The circuit extends from the Thunjan Parambu (birth place of Thunchathu Ramanujan Ezhuthachan father of Malayalam language) near Thirur to Kalpathi. En route we trekked through the pristine soil, from where emanate the legends of the Parayi Petta Panthirukulam, literally "twelve clans born of pariah woman." The twelve children of this pariah woman became the representatives of the twelve major clans of ancient Kerala. The journey also takes us through the showground of Kalamandalam, a premium centre for learning Indian performing arts, especially those originated in Kerala.
This journey opens up a land that is highly rich in culture. Several significant and outstanding elements in the culture of Kerala can be traced to the banks of Nila. Art forms like Kathakali, Kutiyattam, Thullal, Kanyarkali, Chavittukali; men of letters like Thunchathu Ramanujan Ezhuthachan, Kunjan Nambiar (master of Malayalam satirist poetry and inventor of Ottan Thullal), poets and writers of twentieth century Kerala like Edasseri, M.T. Vasudevan Nair, O.V. Vijayan: all owe a lot to River Nila in their life and career. A journey that enlightens you about some colourful festivals of Kerala like Konganpada at Chittur, chariot festival at Kalpathi, Chinakkathoor Pooram and art forms like Shadow Puppetry of Lakkidi, and lot more.
I guess this journey along the Nila is a blend of paradoxes and persistence. The cremation land at Aivarmadom and the Punarjani (rebirth) cave are on the same banks; so lies the Brahmaswom monastery, where the chants of Rigveda reverberates, and the echoes of Sufi hymn at Ponnani. There is no one river in the world, which is called both as Kanneerpuzha (river of tears) and Shokanashini (one that removes sorrows).
Another special feature of the journey through the Nila is that it gives you the experience of a journey through several rivers. For Nila is not a single river. It is the energy of more than 20 rivers. All these little rivers enrich the 206 kilometer stretch of Nila that extends from Anamudi near Pollachi to Ponnani in Malappuram. There are countless places of worship spread along the banks of the river. Thiruvilwamala Sree Rama temple, Thirunavaya Navamukunda temple, Chamravattam Ayyappa temple and Panniyur Sree Varahamurthy temple are some of them.

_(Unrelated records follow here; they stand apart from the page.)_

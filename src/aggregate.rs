// src/aggregate.rs

use std::path::PathBuf;
use tracing::{debug, error, info, instrument, warn};

use crate::config::{Config, FailurePolicy};
use crate::dataset::Dataset;
use crate::error::{ErrorKind, Result, ScrapeError};
use crate::fetch::{enumerate_regions, Fetcher};
use crate::process::region::{parse_region_page, RegionPattern, RegionTable};
use crate::write::write_dataset;

/// A region left out of the dataset under [`FailurePolicy::Skip`].
#[derive(Debug, Clone, PartialEq, Eq)]
pub struct RegionFailure {
    pub path: String,
    pub kind: ErrorKind,
    pub error: String,
}

/// Everything gathered before writing.
#[derive(Debug)]
pub struct Collected {
    pub dataset: Dataset,
    pub regions_total: usize,
    pub failures: Vec<RegionFailure>,
}

#[derive(Debug, Clone)]
pub struct RunSummary {
    pub regions_total: usize,
    pub regions_scraped: usize,
    pub failures: Vec<RegionFailure>,
    pub rows_written: usize,
    pub output_path: PathBuf,
}

/// Fetch one region page and turn it into a tagged table.
#[instrument(level = "info", skip(fetcher, config))]
pub async fn scrape_region(fetcher: &Fetcher, path: &str, config: &Config) -> Result<RegionTable> {
    let url = fetcher.url_for(path)?;
    let doc = fetcher
        .get_document(&url)
        .await
        .ok_or_else(|| ScrapeError::RegionUnavailable {
            url: url.to_string(),
        })?;
    parse_region_page(&doc, path, &config.region_pattern, &config.image_marker)
}

/// Keep only the paths whose region id is in `only` (ASCII case-insensitive).
/// Paths the pattern cannot read an id from are never selected.
pub fn filter_regions(
    paths: Vec<String>,
    pattern: &RegionPattern,
    only: &[String],
) -> Result<Vec<String>> {
    if only.is_empty() {
        return Ok(paths);
    }

    let mut kept = Vec::new();
    let mut matched = vec![false; only.len()];
    for path in paths {
        let id = match pattern.region_id(&path) {
            Ok(id) => id,
            Err(e) => {
                debug!(%path, error = %e, "no region id, not selectable");
                continue;
            }
        };
        if let Some(i) = only.iter().position(|o| o.eq_ignore_ascii_case(&id)) {
            matched[i] = true;
            kept.push(path);
        }
    }
    for (name, hit) in only.iter().zip(&matched) {
        if !hit {
            warn!(region = %name, "requested region not listed on home page");
        }
    }
    if kept.is_empty() {
        return Err(ScrapeError::InvalidConfig(format!(
            "none of the requested regions {:?} are listed",
            only
        )));
    }
    Ok(kept)
}

/// Enumerate regions, scrape each in order and stack the results.
///
/// A failing region either aborts the run or is recorded and left out,
/// depending on `config.on_region_error`. Home page problems always abort.
#[instrument(level = "info", skip_all)]
pub async fn collect(fetcher: &Fetcher, config: &Config, only: &[String]) -> Result<Collected> {
    let paths = enumerate_regions(fetcher, &config.home_page_path).await?;
    let paths = filter_regions(paths, &config.region_pattern, only)?;
    let regions_total = paths.len();

    let mut tables = Vec::with_capacity(regions_total);
    let mut failures = Vec::new();
    for path in paths {
        match scrape_region(fetcher, &path, config).await {
            Ok(table) => {
                info!(region = %table.region, rows = table.len(), "scraped region");
                tables.push(table);
            }
            Err(e) => match config.on_region_error {
                FailurePolicy::Abort => {
                    error!(%path, error = %e, "region failed, aborting run");
                    return Err(e);
                }
                FailurePolicy::Skip => {
                    warn!(%path, error = %e, "region failed, skipping");
                    failures.push(RegionFailure {
                        kind: e.kind(),
                        error: e.to_string(),
                        path,
                    });
                }
            },
        }
    }

    if tables.is_empty() {
        return Err(ScrapeError::EmptyDataset);
    }

    Ok(Collected {
        dataset: Dataset::concat(tables),
        regions_total,
        failures,
    })
}

/// Full pipeline: enumerate → fetch → normalize → extract → tag → stack → write.
#[instrument(level = "info", skip_all, fields(home = %config.home_domain))]
pub async fn run(config: &Config, only: &[String]) -> Result<RunSummary> {
    let fetcher = Fetcher::new(config)?;
    let collected = collect(&fetcher, config, only).await?;
    let rows_written = write_dataset(&collected.dataset, &config.output_path, config.delimiter)?;

    let summary = RunSummary {
        regions_scraped: collected.regions_total - collected.failures.len(),
        regions_total: collected.regions_total,
        failures: collected.failures,
        rows_written,
        output_path: config.output_path.clone(),
    };
    info!(
        regions = summary.regions_total,
        scraped = summary.regions_scraped,
        failed = summary.failures.len(),
        rows = summary.rows_written,
        "run complete"
    );
    Ok(summary)
}
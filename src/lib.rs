//! __graphform__ is a solver for graph-form convex optimization problems
//!
//! $$
//! \begin{array}{rl}
//! \text{minimize} & f(y) + g(x)\\\\\[1ex\]
//!  \text{subject to} & y = Ax
//!  \end{array}
//! $$
//!
//! where $f$ and $g$ are separable sums of simple scalar convex functions
//! applied elementwise, i.e. $f(y) = \sum_i f_i(y_i)$ and
//! $g(x) = \sum_j g_j(x_j)$, and $A$ is a fixed dense or sparse linear
//! operator.  Each scalar term is drawn from a closed catalogue of convex
//! kernels (square loss, absolute value, huber, indicator constraints, ...)
//! with affine reparameterization, which covers lasso, robust regression,
//! box-constrained least squares, and similar problems.
//!
//! The solver is an ADMM splitting method: it alternates elementwise
//! proximal updates of $f$ and $g$ with a projection onto the graph
//! $\\{(x,y) : y = Ax\\}$ computed through a cached direct factorization.
//! The factorization is reused across repeated solves against the same
//! operator, which makes parameter sweeps (e.g. a lasso regularization
//! path with warm starts) cheap after the first solve.
//!
//! All floating point computation is generic over [`FloatT`](crate::algebra::FloatT),
//! implemented for `f32` and `f64`.

const VERSION: &str = env!("CARGO_PKG_VERSION");

pub mod algebra;
pub mod prox;
pub mod solver;
pub mod timers;
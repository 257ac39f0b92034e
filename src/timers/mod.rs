//! Hierarchical wall clock timers for solver instrumentation.

mod timers;
pub use timers::*;
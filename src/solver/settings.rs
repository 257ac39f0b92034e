use crate::algebra::*;
use crate::solver::SettingsError;
use derive_builder::Builder;

#[cfg(feature = "serde")]
use serde::{de::DeserializeOwned, Deserialize, Serialize};

/// Solver settings.
///
/// Defaults are provided through [`SettingsBuilder`], so partial
/// configuration reads as
/// ```
/// use graphform::solver::SettingsBuilder;
/// let settings = SettingsBuilder::<f64>::default()
///     .max_iter(5000)
///     .verbose(true)
///     .build()
///     .unwrap();
/// ```
#[derive(Builder, Debug, Clone)]
#[builder(build_fn(validate = "Self::validate"))]
#[cfg_attr(feature = "serde", derive(Serialize, Deserialize))]
#[cfg_attr(feature = "serde", serde(bound = "T: Serialize + DeserializeOwned"))]
#[cfg_attr(feature = "serde", serde(default))]
pub struct Settings<T: FloatT> {
    ///maximum number of iterations
    #[builder(default = "2500")]
    pub max_iter: u32,

    ///maximum run time (seconds)
    #[builder(default = "f64::INFINITY")]
    pub time_limit: f64,

    ///verbose printing
    #[builder(default = "false")]
    pub verbose: bool,

    ///reuse the previous solution and duals as the starting point
    #[builder(default = "false")]
    pub warm_start: bool,

    ///over-relaxation parameter α ∈ (0, 2)
    #[builder(default = "(1.5).as_T()")]
    pub relaxation: T,

    ///initial ADMM penalty parameter
    #[builder(default = "T::one()")]
    pub rho: T,

    ///absolute convergence tolerance
    #[builder(default = "(1e-4).as_T()")]
    pub tol_abs: T,

    ///relative convergence tolerance
    #[builder(default = "(1e-3).as_T()")]
    pub tol_rel: T,

    ///enable data equilibration pre-scaling
    #[builder(default = "true")]
    pub equilibrate_enable: bool,

    ///maximum equilibration scaling iterations
    #[builder(default = "10")]
    pub equilibrate_max_iter: u32,

    ///minimum equilibration scaling allowed
    #[builder(default = "(1e-4).as_T()")]
    pub equilibrate_min_scaling: T,

    ///maximum equilibration scaling allowed
    #[builder(default = "(1e+4).as_T()")]
    pub equilibrate_max_scaling: T,

    ///enable adaptive rescaling of the penalty parameter
    #[builder(default = "true")]
    pub adaptive_rho_enable: bool,

    ///residual imbalance ratio that triggers a penalty adjustment
    #[builder(default = "(10.0).as_T()")]
    pub adaptive_rho_ratio: T,

    ///multiplicative step applied to the pending penalty
    #[builder(default = "(2.0).as_T()")]
    pub adaptive_rho_scaling: T,

    ///pending/committed penalty ratio past which the factorization
    ///is refreshed at the new penalty
    #[builder(default = "(2.0).as_T()")]
    pub adaptive_rho_drift: T,

    ///maximum number of committed penalty updates per solve
    #[builder(default = "20")]
    pub adaptive_rho_max_updates: u32,
}

impl<T: FloatT> Default for Settings<T> {
    fn default() -> Settings<T> {
        SettingsBuilder::<T>::default().build().unwrap()
    }
}

impl<T: FloatT> Settings<T> {
    /// Sanity check numerical field values.
    pub fn validate(&self) -> Result<(), SettingsError> {
        let zero = T::zero();
        let one = T::one();
        let two: T = (2.0).as_T();

        if !(self.relaxation > zero && self.relaxation < two) {
            return Err(SettingsError::BadFieldValue("relaxation"));
        }
        if !(self.rho > zero && self.rho.is_finite()) {
            return Err(SettingsError::BadFieldValue("rho"));
        }
        if !(self.tol_abs >= zero && self.tol_rel >= zero) {
            return Err(SettingsError::BadFieldValue("tol_abs/tol_rel"));
        }
        if !(self.equilibrate_min_scaling > zero
            && self.equilibrate_min_scaling <= self.equilibrate_max_scaling)
        {
            return Err(SettingsError::BadFieldValue("equilibrate_min/max_scaling"));
        }
        if !(self.adaptive_rho_ratio > one) {
            return Err(SettingsError::BadFieldValue("adaptive_rho_ratio"));
        }
        if !(self.adaptive_rho_scaling > one) {
            return Err(SettingsError::BadFieldValue("adaptive_rho_scaling"));
        }
        if !(self.adaptive_rho_drift >= one) {
            return Err(SettingsError::BadFieldValue("adaptive_rho_drift"));
        }
        Ok(())
    }
}

// pre build checker (for auto-validation when using the builder)

impl From<SettingsError> for SettingsBuilderError {
    fn from(e: SettingsError) -> Self {
        SettingsBuilderError::ValidationError(e.to_string())
    }
}

/// Automatic pre-build settings validation.  Only explicitly set
/// fields are checked here; the defaults are always valid.
impl<T: FloatT> SettingsBuilder<T> {
    fn validate(&self) -> Result<(), SettingsError> {
        let zero = T::zero();
        let one = T::one();

        if let Some(relaxation) = self.relaxation {
            if !(relaxation > zero && relaxation < (2.0).as_T()) {
                return Err(SettingsError::BadFieldValue("relaxation"));
            }
        }
        if let Some(rho) = self.rho {
            if !(rho > zero && rho.is_finite()) {
                return Err(SettingsError::BadFieldValue("rho"));
            }
        }
        if let Some(tol_abs) = self.tol_abs {
            if !(tol_abs >= zero) {
                return Err(SettingsError::BadFieldValue("tol_abs"));
            }
        }
        if let Some(tol_rel) = self.tol_rel {
            if !(tol_rel >= zero) {
                return Err(SettingsError::BadFieldValue("tol_rel"));
            }
        }
        let min_scaling = self.equilibrate_min_scaling.unwrap_or((1e-4).as_T());
        let max_scaling = self.equilibrate_max_scaling.unwrap_or((1e+4).as_T());
        if !(min_scaling > zero && min_scaling <= max_scaling) {
            return Err(SettingsError::BadFieldValue("equilibrate_min/max_scaling"));
        }
        if let Some(ratio) = self.adaptive_rho_ratio {
            if !(ratio > one) {
                return Err(SettingsError::BadFieldValue("adaptive_rho_ratio"));
            }
        }
        if let Some(scaling) = self.adaptive_rho_scaling {
            if !(scaling > one) {
                return Err(SettingsError::BadFieldValue("adaptive_rho_scaling"));
            }
        }
        if let Some(drift) = self.adaptive_rho_drift {
            if !(drift >= one) {
                return Err(SettingsError::BadFieldValue("adaptive_rho_drift"));
            }
        }
        Ok(())
    }
}

#[test]
fn test_settings_validate() {
    // all standard settings
    SettingsBuilder::<f64>::default().build().unwrap();

    // relaxation outside (0, 2)
    assert!(SettingsBuilder::<f64>::default()
        .relaxation(2.5)
        .build()
        .is_err());

    // non-positive rho
    assert!(SettingsBuilder::<f64>::default().rho(0.).build().is_err());

    // inverted equilibration clip range
    assert!(SettingsBuilder::<f64>::default()
        .equilibrate_min_scaling(10.)
        .equilibrate_max_scaling(0.1)
        .build()
        .is_err());

    // directly constructed bad settings are caught by validate()
    let settings = Settings::<f64> {
        adaptive_rho_ratio: 0.5,
        ..Settings::default()
    };
    assert!(settings.validate().is_err());
}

One of the important spheres in the Nila Heritage Circuit is Thrithala - the land of Parayi Petta Panthirukuklam. I got the opportunity to admire the charm of the Vemancheri Mana of Mezhathol Agnihothri (the first among the twelve children of the pariah woman who rejuvenated the Vedadharma culture in Kerala) and the Kanjiram tree of the rebellious Pakkanar (the second among the twelve offspring of the pariah woman). Panniyoor Varahamoorthi temple that was shaped by the gifted hands of the legendary master craftsman Perunthachan, the third son of the pariah woman is a fascinating structure. The temple inside the Agnihothri Mana (the traditionalNambppthiri house of Kerala) is small in size but carries the legacy of 1600 years. It stands unnoticed amid a paddy field.

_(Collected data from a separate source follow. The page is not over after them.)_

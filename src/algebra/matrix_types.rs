// Common marker types shared by the dense and compressed
// matrix representations.

/// Matrix orientation marker
#[derive(PartialEq, Eq, Copy, Clone, Debug)]
pub enum MatrixShape {
    /// Normal matrix orientation
    N,
    /// Transposed matrix orientation
    T,
}

/// Storage order marker for dense matrices
#[derive(PartialEq, Eq, Copy, Clone, Debug)]
#[cfg_attr(feature = "serde", derive(serde::Serialize, serde::Deserialize))]
pub enum MatrixLayout {
    /// Row major storage
    RowMajor,
    /// Column major storage
    ColMajor,
}

/// Compression axis marker for sparse matrices
#[derive(PartialEq, Eq, Copy, Clone, Debug)]
#[cfg_attr(feature = "serde", derive(serde::Serialize, serde::Deserialize))]
pub enum CompressedFormat {
    /// Compressed sparse row storage
    Csr,
    /// Compressed sparse column storage
    Csc,
}

/// Side marker selecting which gram product of an operator to form
#[derive(PartialEq, Eq, Copy, Clone, Debug)]
pub enum GramSide {
    /// The n-by-n product AᵀA
    Normal,
    /// The m-by-m product AAᵀ
    Transpose,
}
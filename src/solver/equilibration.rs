use crate::algebra::*;
use crate::solver::Settings;

/// Diagonal scalings produced by Ruiz-style equilibration of the
/// internal operator copy, so the iteration sees `E·A·D` with balanced
/// row and column norms.  `d` applies to columns (length n) and `e` to
/// rows (length m); the inverses are kept so solution unscaling is a
/// single hadamard pass.
#[derive(Debug, Clone)]
pub struct EquilibrationData<T> {
    pub d: Vec<T>,
    pub dinv: Vec<T>,
    pub e: Vec<T>,
    pub einv: Vec<T>,
}

impl<T: FloatT> EquilibrationData<T> {
    /// Identity scaling for an `m × n` operator.
    pub fn new(m: usize, n: usize) -> Self {
        Self {
            d: vec![T::one(); n],
            dinv: vec![T::one(); n],
            e: vec![T::one(); m],
            einv: vec![T::one(); m],
        }
    }
}

/// Scale the operator in place by a bounded number of alternating
/// row/column normalization passes, accumulating the applied scalings.
/// Deterministic for fixed input and settings.
pub(crate) fn equilibrate<T: FloatT>(
    A: &mut LinearOperator<T>,
    eq: &mut EquilibrationData<T>,
    settings: &Settings<T>,
) {
    let (m, n) = (A.nrows(), A.ncols());
    let mut dwork = vec![T::zero(); n];
    let mut ework = vec![T::zero(); m];

    for _ in 0..settings.equilibrate_max_iter {
        A.col_norms(&mut dwork);
        A.row_norms(&mut ework);

        let bound = |x| limit_scaling(x, settings);
        dwork.scalarop(bound).rsqrt();
        ework.scalarop(bound).rsqrt();

        A.rscale(&dwork);
        A.lscale(&ework);

        eq.d.hadamard(&dwork);
        eq.e.hadamard(&ework);
    }

    eq.dinv.scalarop_from(T::recip, &eq.d);
    eq.einv.scalarop_from(T::recip, &eq.e);
}

// Norms are clipped into the allowed scaling range before inversion,
// with exact zeros (empty rows or columns) left unscaled.
fn limit_scaling<T: FloatT>(s: T, settings: &Settings<T>) -> T {
    if s == T::zero() {
        T::one()
    } else {
        T::min(
            T::max(s, settings.equilibrate_min_scaling),
            settings.equilibrate_max_scaling,
        )
    }
}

From there we moved to Kuttippuram. Here, on the west is Nila Park, which is meant for families who come to spend an evening on the river bank. The journey from Chamravattom amid the aattuvanchi shrubs was something unforgettable for me.
Finally my enlightening and insightful journey concluded kindling light to this new dream - the Nila Heritage Circuit. I know it's a big dream and requires great resource and long term effort. But I'm sure that this dream would come true if all of us join hands.